In [1]:
import re
import pickle
import collections
import numpy as np
import math
from gensim.models import word2vec
import torch
import torch.nn as nn
from torch.autograd import Variable
from torch import optim
import torch.nn.functional as F
from keras.preprocessing.sequence import pad_sequences
from sklearn import model_selection

Using TensorFlow backend.


In [2]:
use_cuda = torch.cuda.is_available()

## Prepare data

### Load previously processed data

In [31]:
# Reload data that was processed last time
pickle_file = 'data/training_data.pickle'

with open(pickle_file, 'rb') as f:
    save = pickle.load(f)
    
    X_small = save['X_small']
    y_small = save['y_small']
    
    del save

In [44]:
print(' '.join(word for word in X_small[0]))

we need a new initiative from the commission on this


In [48]:
print(' '.join(word for word in y_small[0]))

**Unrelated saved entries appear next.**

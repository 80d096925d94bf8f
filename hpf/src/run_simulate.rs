use clap::Args;
use log::info;
use rec_data::simulate::{generate_gamma_poisson_ratings, SimArgs};
use rec_data::triplets::write_rating_triplets;

#[derive(Args, Debug)]
pub struct SimulateArgs {
    /// number of users
    #[arg(long, short = 'u', default_value_t = 100)]
    users: usize,

    /// number of items
    #[arg(long, short = 'i', default_value_t = 50)]
    items: usize,

    /// number of latent factors
    #[arg(long, short = 'k', default_value_t = 5)]
    factors: usize,

    /// Gamma shape of the latent strengths
    #[arg(long, default_value_t = 0.3)]
    shape: f64,

    /// Gamma scale of the latent strengths
    #[arg(long, default_value_t = 1.0)]
    scale: f64,

    /// random seed
    #[arg(long, default_value_t = 42)]
    rseed: u64,

    /// output rating triplet file (`.gz` recommended)
    #[arg(long, short, required = true)]
    out: Box<str>,

    /// verbosity
    #[arg(long, short)]
    verbose: bool,
}

/// Sample a synthetic implicit-count rating file
pub fn run_simulate(args: SimulateArgs) -> anyhow::Result<()> {
    if args.verbose {
        std::env::set_var("RUST_LOG", "info");
    }
    env_logger::init();

    let triplets = generate_gamma_poisson_ratings(&SimArgs {
        users: args.users,
        items: args.items,
        factors: args.factors,
        shape: args.shape,
        scale: args.scale,
        rseed: args.rseed,
    })?;

    write_rating_triplets(&triplets, &args.out)?;
    info!("wrote {} ratings to {}", triplets.len(), &args.out);

    Ok(())
}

il nous faut une nouvelle initiative de la commission à ce sujet


### Create word-to-index mapping

In [53]:
def create_word_to_id_mapping(data, max_vocab_size = 20000):
    counter = collections.Counter(np.hstack(data))
    count_pairs = sorted(counter.items(), key=lambda x: (-x[1], x[0]))

    # Pick the most common ones
    count_pairs = count_pairs[:max_vocab_size]

    # Add 'ZERO', 'GO', and 'UNK'
    # It is important to add 'ZERO' in the beginning
    # to make sure zero padding does not interfere with existing words
    count_pairs.insert(0, ('GO', 0))
    count_pairs.insert(0, ('ZERO', 0))
    count_pairs.append(('UNK', 0))

    # Create mapping for both directions
    words, _ = list(zip(*count_pairs))
    word_to_id = dict(zip(words, range(len(words))))
    id_to_word = dict(zip(range(len(words)), words))
    
    # Map words to indexes
    data_id = [[word_to_id[word] if word in word_to_id else word_to_id['UNK'] for word in sentence] for sentence in data]
    
    return word_to_id, id_to_word, data_id

In [54]:
X_word_to_id, X_id_to_word, X_id = create_word_to_id_mapping(X_small)
y_word_to_id, y_id_to_word, y_id = create_word_to_id_mapping(y_small)

In [58]:
print(len(X_id), len(y_id), len(X_word_to_id), len(y_word_to_id))

100000 100000 20003 20003


In [89]:
X_vocab_size, y_vocab_size = len(X_word_to_id), len(y_word_to_id)

In [60]:
print(' '.join([X_id_to_word[i] for i in X_id[0]]))

we need a new initiative from the commission on this


In [62]:
print(' '.join([y_id_to_word[i] for i in y_id[0]]))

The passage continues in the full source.